A priest is one who is good at revelation. "Revelation" comes from the Latin "revelare." "To lift the veil," "to draw back the curtain." And when the curtain is drawn back, we get a glimpse at the other side with its glory. And with the glimpse of glory comes ecstasy. The priest, in fact, is good at ecstasy. He helps the Sunday Assembly to rise to the highs of Mt. Tabor. That’s the mountain of the Transfiguration, which has Peter, James, and John crying out in elation,  "Oh how good it is for us to be here! Let’s dig in and stay here forever.” “Oh how good it is for us to be here in the Sunday Assembly!” And while we cannot dig in but must get off that mountain, and go back down there into the valley and into the work-week ahead, the priest (who’s good at ecstasy) has us determined, by gum, to come back next week, and even bring someone along.

 

Good at tragedy

Finally, a priest is one who is particularly good at the tragic dimension of human existence with all its cruel disasters and atrocities like the   bombing of the Federal Buildings in Oklahoma City or the school massacre at Columbine High in Littleton, Colorado, or simply like the long and painful illnesses that diminish us or someone we love very much. In tragedy the priest is good neither with fake words that try to excuse the inexcusable God nor with pretentious words that try to explain away the "unexplainable" God.  Rather the priest is good simply at wordlessly walking us through the tragic.
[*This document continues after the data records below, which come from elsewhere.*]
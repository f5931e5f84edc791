//=========================================================================
// Dummy SDL Video Driver
//=========================================================================
//
// In-process `SdlVideo` implementation modelled on SDL's "dummy" video
// driver. Windows are plain records and nothing is presented, which makes
// it usable for headless hosts and for exercising the SDL components.
//
// Architecture:
// ```text
//  any thread                          pumping thread
//  ┌──────────────────┐               ┌──────────────────────────────┐
//  │ DummyEventSender │──┐            │ DummyVideo                   │
//  └──────────────────┘  │  channel   │  poll_event / wait_event     │
//  ┌──────────────────┐  ├──────────▶ │   ├─ Event   → returned      │
//  │ DummyVideo       │──┘            │   └─ HitTest → SdlHooks      │
//  │  (mutators push  │               │                 (reply)      │
//  │   window events) │               └──────────────────────────────┘
//  └──────────────────┘
// ```
//
// Like a real window manager, mutators such as `hide_window` or
// `set_window_position` queue the matching window event, so they reach
// the PAL on the next pump.
//
// Hit-test queries are armed when they are queued: if the hook was
// enabled at that moment the query is still dispatched to `SdlHooks`
// even if the hook was disabled before the pump drains it.
//
//=========================================================================

//=== External Dependencies ===============================================

use std::collections::HashMap;

use crossbeam_channel::{bounded, unbounded, Receiver, Sender};
use log::debug;

//=== Internal Dependencies ===============================================

use super::video::{
    GlAttr, SdlBorders, SdlCursorId, SdlDisplayMode, SdlEvent, SdlFullscreen, SdlHitTestResult,
    SdlHooks, SdlRect, SdlSystemCursor, SdlVideo, SdlWindowEvent, SdlWindowFlags, SdlWindowId,
    WINDOWPOS_UNDEFINED,
};

//=== DummyMessage ========================================================

enum DummyMessage {
    Event(SdlEvent),
    HitTest {
        window: SdlWindowId,
        point: (i32, i32),
        armed: bool,
        reply: Sender<SdlHitTestResult>,
    },
}

//=== DummyEventSender ====================================================

/// Thread-safe handle for `SDL_PushEvent`.
#[derive(Clone)]
pub struct DummyEventSender {
    sender: Sender<DummyMessage>,
}
//=========================================================================
// PAL Core
//
// Backend-independent half of the platform layer: handles, the event
// queue, canonical events and the component traits every backend
// implements.
//
// Layout:
// ```text
//  error        PalError / PalResult
//  geometry     Vec2, Vec2i, Box2i
//  handle       ComponentId, Handle<K>, HandleTable (owner-checked)
//  input        KeyCode, MouseButton, Modifiers
//  event_queue  PlatformEvent + synchronous EventQueue
//  hints        GraphicsApiHints (creation-time configuration)
//  window       WindowComponent trait + window value types
//  display      DisplayComponent trait + MonitorList reconciliation
// ```
//
// Nothing in here talks to a native API. Backends live in
// `crate::platform`.
//
//=========================================================================

//=== Module Declarations =================================================

pub mod display;
pub mod error;
pub mod event_queue;
pub mod geometry;
pub mod handle;
pub mod hints;
pub mod input;
pub mod window;
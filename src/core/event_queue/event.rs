//=========================================================================
// Canonical Platform Events
//
// The backend-independent representation of everything a window or
// display backend can report. Backends translate their native events
// into `PlatformEvent` values and raise them on the `EventQueue`.
//
// Event Flow:
// ```text
// Native backend (SDL event, winit WindowEvent, ...)
//         ↓ translate
//    PlatformEvent (this module)
//         ↓ EventQueue::raise
//    Listeners registered for PlatformEventType
// ```
//
//=========================================================================

//=== Standard Library Imports ============================================

use std::path::PathBuf;

//=== Internal Dependencies ===============================================

use crate::core::geometry::{Vec2, Vec2i};
use crate::core::handle::DisplayHandle;
use crate::core::input::{KeyCode, Modifiers, MouseButton};
use crate::core::window::WindowMode;

//=== ClipboardFormat =====================================================

/// Format of the clipboard contents after a change.
#[derive(Debug, Clone, Copy, PartialEq, Eq, Hash)]
pub enum ClipboardFormat {
    /// Clipboard is empty or holds nothing the backend can describe.
    None,
    Text,
}

//=== PlatformEventType ===================================================

/// Event kind, used as the subscription key.
#[derive(Debug, Clone, Copy, PartialEq, Eq, Hash, PartialOrd, Ord)]
pub enum PlatformEventType {
    Focus,
    WindowMove,
    WindowResize,
    WindowModeChange,
    WindowDpiChange,
    KeyDown,
    KeyUp,
    TextInput,
    MouseEnter,
    MouseMove,
    MouseDown,
    MouseUp,
    Scroll,
    Close,
    FileDrop,
    ClipboardUpdate,
    DisplayConnection,
    PrimaryDisplayChange,
    DisplayChange,
}

impl PlatformEventType {
    /// Every event kind, in declaration order.
    pub const ALL: [PlatformEventType; 19] = [
        Self::Focus,
        Self::WindowMove,
        Self::WindowResize,
        Self::WindowModeChange,
        Self::WindowDpiChange,
        Self::KeyDown,
        Self::KeyUp,
        Self::TextInput,
        Self::MouseEnter,
        Self::MouseMove,
        Self::MouseDown,
        Self::MouseUp,
        Self::Scroll,
        Self::Close,
        Self::FileDrop,
        Self::ClipboardUpdate,
        Self::DisplayConnection,
        Self::PrimaryDisplayChange,
        Self::DisplayChange,
    ];
}

//=== PlatformEvent =======================================================

/// Canonical event payload.
///
/// The originating window travels next to the payload when the event is
/// raised (`None` for window-independent events such as clipboard and
/// display notifications).
#[derive(Debug, Clone, PartialEq)]
pub enum PlatformEvent {
    /// Window gained or lost keyboard focus.
    Focus { gained: bool },

    /// Window moved. Both the outer and the client-area top-left corner
    /// are reported in screen coordinates.
    WindowMove {
        window_position: Vec2i,
        client_position: Vec2i,
    },

    /// Window resized to `new_size` (pixels).
    WindowResize { new_size: Vec2i },

    /// Window was hidden, minimized, maximized or restored.
    WindowModeChange { new_mode: WindowMode },

    /// Window moved to a monitor with a different DPI.
    WindowDpiChange {
        dpi_x: f32,
        dpi_y: f32,
        scale_x: f32,
        scale_y: f32,
    },

    /// Key pressed. `repeat` is set for auto-repeat presses.
    KeyDown {
        key: KeyCode,
        scancode: u32,
        modifiers: Modifiers,
        repeat: bool,
    },

    /// Key released.
    KeyUp {
        key: KeyCode,
        scancode: u32,
        modifiers: Modifiers,
    },

    /// Committed text (already composed, UTF-8).
    TextInput { text: String },

    /// Cursor entered (`true`) or left (`false`) the window.
    MouseEnter { entered: bool },

    /// Cursor moved, client-area coordinates.
    MouseMove { position: Vec2 },

    MouseDown { button: MouseButton },

    MouseUp { button: MouseButton },

    /// Wheel input. `delta` is the raw wheel movement in ticks;
    /// `distance` is the OS-scaled amount to scroll, in lines (vertical)
    /// and characters (horizontal).
    Scroll { delta: Vec2, distance: Vec2 },

    /// User asked to close the window. The window is still alive.
    Close,

    /// Files dropped onto a window, in the order the backend reported
    /// them. `position` is the global pointer position at the drop.
    FileDrop {
        file_paths: Vec<PathBuf>,
        position: Vec2i,
        dropped_in_window: bool,
    },

    /// Clipboard contents changed.
    ClipboardUpdate { format: ClipboardFormat },

    /// Reconciliation found a monitor connected or disconnected. The
    /// handle of a disconnected monitor no longer resolves.
    DisplayConnection {
        display: DisplayHandle,
        connected: bool,
    },

    /// Reconciliation found a new primary monitor. `display` is `None`
    /// when the primary went away and no other monitor took over.
    PrimaryDisplayChange {
        display: Option<DisplayHandle>,
        previous: Option<DisplayHandle>,
    },

    /// The backend reported a display topology change. Call
    /// `DisplayComponent::refresh` to reconcile.
    DisplayChange,
}

impl PlatformEvent {
    /// Subscription key of this event.
    pub fn kind(&self) -> PlatformEventType {
        match self {
            Self::Focus { .. } => PlatformEventType::Focus,
            Self::WindowMove { .. } => PlatformEventType::WindowMove,
            Self::WindowResize { .. } => PlatformEventType::WindowResize,
            Self::WindowModeChange { .. } => PlatformEventType::WindowModeChange,
            Self::WindowDpiChange { .. } => PlatformEventType::WindowDpiChange,
            Self::KeyDown { .. } => PlatformEventType::KeyDown,
            Self::KeyUp { .. } => PlatformEventType::KeyUp,
            Self::TextInput { .. } => PlatformEventType::TextInput,
            Self::MouseEnter { .. } => PlatformEventType::MouseEnter,
            Self::MouseMove { .. } => PlatformEventType::MouseMove,
            Self::MouseDown { .. } => PlatformEventType::MouseDown,
            Self::MouseUp { .. } => PlatformEventType::MouseUp,
            Self::Scroll { .. } => PlatformEventType::Scroll,
            Self::Close => PlatformEventType::Close,
            Self::FileDrop { .. } => PlatformEventType::FileDrop,
            Self::ClipboardUpdate { .. } => PlatformEventType::ClipboardUpdate,
            Self::DisplayConnection { .. } => PlatformEventType::DisplayConnection,
            Self::PrimaryDisplayChange { .. } => PlatformEventType::PrimaryDisplayChange,
            Self::DisplayChange => PlatformEventType::DisplayChange,
        }
    }
}

//=========================================================================
// Unit Tests
//=========================================================================

#[cfg(test)]
mod tests {
    use super::*;
    use std::collections::HashSet;

    #[test]
    fn kind_matches_variant() {
        assert_eq!(PlatformEvent::Close.kind(), PlatformEventType::Close);
        assert_eq!(
            PlatformEvent::MouseDown { button: MouseButton::Middle }.kind(),
            PlatformEventType::MouseDown
        );
        assert_eq!(
            PlatformEvent::ClipboardUpdate { format: ClipboardFormat::Text }.kind(),
            PlatformEventType::ClipboardUpdate
        );
    }

    #[test]
    fn all_kinds_are_distinct() {
        let unique: HashSet<_> = PlatformEventType::ALL.iter().collect();
        assert_eq!(unique.len(), PlatformEventType::ALL.len());
    }

    #[test]
    fn file_drop_keeps_path_order() {
        let event = PlatformEvent::FileDrop {
            file_paths: vec!["b.txt".into(), "a.txt".into()],
            position: Vec2i::new(3, 4),
            dropped_in_window: true,
        };

        if let PlatformEvent::FileDrop { file_paths, .. } = &event {
            assert_eq!(file_paths[0], PathBuf::from("b.txt"));
            assert_eq!(file_paths[1], PathBuf::from("a.txt"));
        } else {
            panic!("Expected FileDrop, got {:?}", event);
        }
    }
}
//! Unified error hierarchy for TrailSync
//!
//! Track errors, formula input errors and import errors each get their own
//! enum; `TrailSyncError` wraps them for callers that do not care which
//! layer failed.

use std::path::PathBuf;
use thiserror::Error;

/// Top-level error type for all TrailSync operations
#[derive(Debug, Error)]
pub enum TrailSyncError {
    /// Track accumulation or GPX decoding errors
    #[error("Track error: {0}")]
    Track(#[from] TrackError),

    /// Formula input errors
    #[error("Calculation error: {0}")]
    Calculation(#[from] CalculationError),

    /// File import errors
    #[error("Import error: {0}")]
    Import(#[from] ImportError),

    /// Configuration errors
    #[error("Configuration error: {0}")]
    Configuration(String),
}

/// Errors raised while turning raw track data into a summary
#[derive(Debug, Clone, PartialEq, Error)]
pub enum TrackError {
    /// Fewer than two trackpoints were supplied
    #[error("Insufficient data: at least 2 trackpoints are required, found {found}")]
    InsufficientData { found: usize },

    /// The source document could not be decoded into trackpoints
    #[error("Malformed input: {reason}")]
    MalformedInput { reason: String },
}

impl TrackError {
    pub(crate) fn malformed(reason: impl Into<String>) -> Self {
        TrackError::MalformedInput {
            reason: reason.into(),
        }
    }
}

/// Errors raised by the pace, effort and grip formulas
#[derive(Debug, Clone, PartialEq, Error)]
pub enum CalculationError {
    /// Input outside the range the formula accepts
    #[error("Invalid parameter for {calculation}: {parameter}={value}")]
    InvalidParameter {
        calculation: &'static str,
        parameter: &'static str,
        value: String,
    },

    /// Division by zero
    #[error("Division by zero in {calculation}")]
    DivisionByZero { calculation: &'static str },

    /// Nothing usable left after filtering the inputs
    #[error("Insufficient data for {calculation}: {reason}")]
    InsufficientData {
        calculation: &'static str,
        reason: String,
    },
}

impl CalculationError {
    pub(crate) fn invalid(
        calculation: &'static str,
        parameter: &'static str,
        value: impl ToString,
    ) -> Self {
        CalculationError::InvalidParameter {
            calculation,
            parameter,
            value: value.to_string(),
        }
    }
}

/// File import errors
#[derive(Debug, Error)]
pub enum ImportError {
    /// No importer accepts this file
    #[error("Unsupported format: {path}")]
    UnsupportedFormat { path: PathBuf },

    /// Reading the file failed
    #[error("Failed to read {path}: {source}")]
    Io {
        path: PathBuf,
        #[source]
        source: std::io::Error,
    },

    /// The file was read but its contents were rejected
    #[error("{path}: {source}")]
    Track {
        path: PathBuf,
        #[source]
        source: TrackError,
    },
}

/// Result type alias for TrailSync operations
pub type Result<T> = std::result::Result<T, TrailSyncError>;

impl TrailSyncError {
    /// Get error severity level
    pub fn severity(&self) -> ErrorSeverity {
        match self {
            TrailSyncError::Track(TrackError::InsufficientData { .. }) => ErrorSeverity::Warning,
            TrailSyncError::Calculation(_) => ErrorSeverity::Warning,
            TrailSyncError::Import(ImportError::UnsupportedFormat { .. }) => ErrorSeverity::Warning,
            TrailSyncError::Configuration(_) => ErrorSeverity::Critical,
            _ => ErrorSeverity::Error,
        }
    }

    /// Get user-friendly error message
    pub fn user_message(&self) -> String {
        match self {
            TrailSyncError::Track(TrackError::InsufficientData { found }) => format!(
                "The track needs at least two points to measure a distance (found {}).",
                found
            ),
            TrailSyncError::Track(TrackError::MalformedInput { reason })
            | TrailSyncError::Import(ImportError::Track {
                source: TrackError::MalformedInput { reason },
                ..
            }) => format!("Could not read the GPX track: {}", reason),
            TrailSyncError::Import(ImportError::UnsupportedFormat { path }) => format!(
                "Don't know how to import {}. Only .gpx files are supported.",
                path.display()
            ),
            _ => self.to_string(),
        }
    }
}

/// Error severity levels
#[derive(Debug, Clone, Copy, PartialEq, Eq)]
pub enum ErrorSeverity {
    /// Broken installation or configuration
    Critical,
    /// Operation failed
    Error,
    /// Bad user input, nothing to compute
    Warning,
}

impl ErrorSeverity {
    /// Convert to tracing level
    pub fn to_tracing_level(&self) -> tracing::Level {
        match self {
            ErrorSeverity::Critical | ErrorSeverity::Error => tracing::Level::ERROR,
            ErrorSeverity::Warning => tracing::Level::WARN,
        }
    }
}

#[cfg(test)]
mod tests {
    use super::*;

    #[test]
    fn test_error_severity() {
        let err = TrailSyncError::Track(TrackError::InsufficientData { found: 1 });
        assert_eq!(err.severity(), ErrorSeverity::Warning);

        let err = TrailSyncError::Track(TrackError::malformed("bad lat"));
        assert_eq!(err.severity(), ErrorSeverity::Error);

        let err = TrailSyncError::Configuration("unreadable".to_string());
        assert_eq!(err.severity(), ErrorSeverity::Critical);
        assert_eq!(err.severity().to_tracing_level(), tracing::Level::ERROR);
    }

    #[test]
    fn test_user_messages() {
        let err: TrailSyncError = TrackError::InsufficientData { found: 0 }.into();
        assert!(err.user_message().contains("at least two points"));

        let err: TrailSyncError = ImportError::Track {
            path: PathBuf::from("run.gpx"),
            source: TrackError::malformed("missing lat"),
        }
        .into();
        assert!(err.user_message().contains("missing lat"));

        let err: TrailSyncError = ImportError::UnsupportedFormat {
            path: PathBuf::from("run.fit"),
        }
        .into();
        assert!(err.user_message().contains("run.fit"));
    }

    #[test]
    fn test_calculation_error_display() {
        let err = CalculationError::invalid("treadmill", "speed_kmh", "-1");
        assert_eq!(
            err.to_string(),
            "Invalid parameter for treadmill: speed_kmh=-1"
        );
    }
}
The priest is good at the consolation that does not take our grief away but simply stands beside it.

Back to shortage

That is what the priestly body needs and looks for in its priestly head. And since we are talking about shortage, it is upon that that we should be expending the energies of our search (and not upon "celibate" nor upon "male" nor upon anything else).

 

And once we find our candidate for ordained priesthood and lay our hands upon him or her, his or her task is not to gobble up the priesthood of the priestly people but rather to call you to your priesthood: to call you to be good at transcendence, good at mystery, good at poetry, good at revelation, good at tragedy.

 

Conclusion

No shortage of supply and demand

 

My dear people, there is no shortage of candidates out there who are good at what good priests are good at. If shortage there is, it's man-made, like those gas and fuel shortages that mysteriously come and go.  Not only is there a rich and abundant harvest out there to be gathered into bins; there is also a rich and abundant supply of harvesters as well. And not only is it a waste to neglect to reap the harvest; it is also a waste to neglect to reap the harvesters (the reapers). There is no shortage of supply out there.

 

Nor is there a shortage of demand.  The times seem to say that nobody needs a priest anymore; that in an age of technology priesthood, like poetry itself, survives with difficulty and dies with ease. That's not true. It's not priesthood that's dying!  It's the   world out there that's dying, and it is dying from it own “non-mystery” that chants to it all week long, "What you see is all there is, is all there is."  It's the world out there that’s “dying for" someone who's good at mystery, at the “more here than meets the eye.” And good also at ecstasy, good at lifting us up to the elation of Mt. Tabor, which cries out,  “Oh how good it is for us to be here in the Sunday Assembly.”